Mini-Erfahrung zwischendurch: ein kühles Glas Wasser mit dem Saft einer halben Limone – was für eine Erfrischung. Limonen gibt’s hier in Massen, Zitronen eher gar nicht.

Ab Mittag hab ich mich ca. zwei Stunden mit meinem Roman beschäftigt, hatte einige gute Gedanken und auch ne kleine Textstrecke. Aber dann erwachte die Lust auf Kaffee und Kuchen, den’s hier ja in guter Qualität gibt. Allerdings ist das eine Erfahrung aus Antigua. Auf dem Hippie-Highway gibt’s bestimmt was, danach hab ich noch nicht richtig geschaut.
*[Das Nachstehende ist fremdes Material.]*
use std::fmt;

/// A position in the displayed student list.
///
/// Users type one-based indices; storage is zero-based. Keeping both behind
/// one type stops the two from being mixed up.
#[derive(Debug, Clone, Copy, PartialEq, Eq, PartialOrd, Ord, Hash)]
pub struct Index {
    zero_based: usize,
}

impl Index {
    /// Returns `None` for zero.
    pub fn from_one_based(one_based: usize) -> Option<Self> {
        one_based.checked_sub(1).map(Self::from_zero_based)
    }

    pub fn from_zero_based(zero_based: usize) -> Self {
        Self { zero_based }
    }

    pub fn zero_based(&self) -> usize {
        self.zero_based
    }

    pub fn one_based(&self) -> usize {
        self.zero_based + 1
    }
}

impl fmt::Display for Index {
    fn fmt(&self, f: &mut fmt::Formatter<'_>) -> fmt::Result {
        write!(f, "{}", self.one_based())
    }
}

#[cfg(test)]
mod tests {
    use super::*;

    #[test]
    fn test_conversions() {
        assert_eq!(Index::from_one_based(0), None);
        let index = Index::from_one_based(3).unwrap();
        assert_eq!(index.zero_based(), 2);
        assert_eq!(index.one_based(), 3);
        assert_eq!(index.to_string(), "3");
    }
}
Als ich an der Bäckerei vorbeikomme, wo ich mir heute Morgen ein Brot besorgt hatte, denk ich mir: Warum nicht hier, die haben gute Sachen. Und tatsächlich hatten die ein prima Vollkornkuchenstück, wie du es nie in Guatemala erwarten würdest. Der jungen Frau an der Kasse, bei der sich herausstellt, dass sie Englisch spricht (kein Wunder, ist ne Engländerin, wie ich nachher erfahre), mache ich ein Kompliment über das ausgesprochen moderne Angebot und frage, wer hier der Chef ist? Ich, sagt sie, und mein Partner aus Deutschland.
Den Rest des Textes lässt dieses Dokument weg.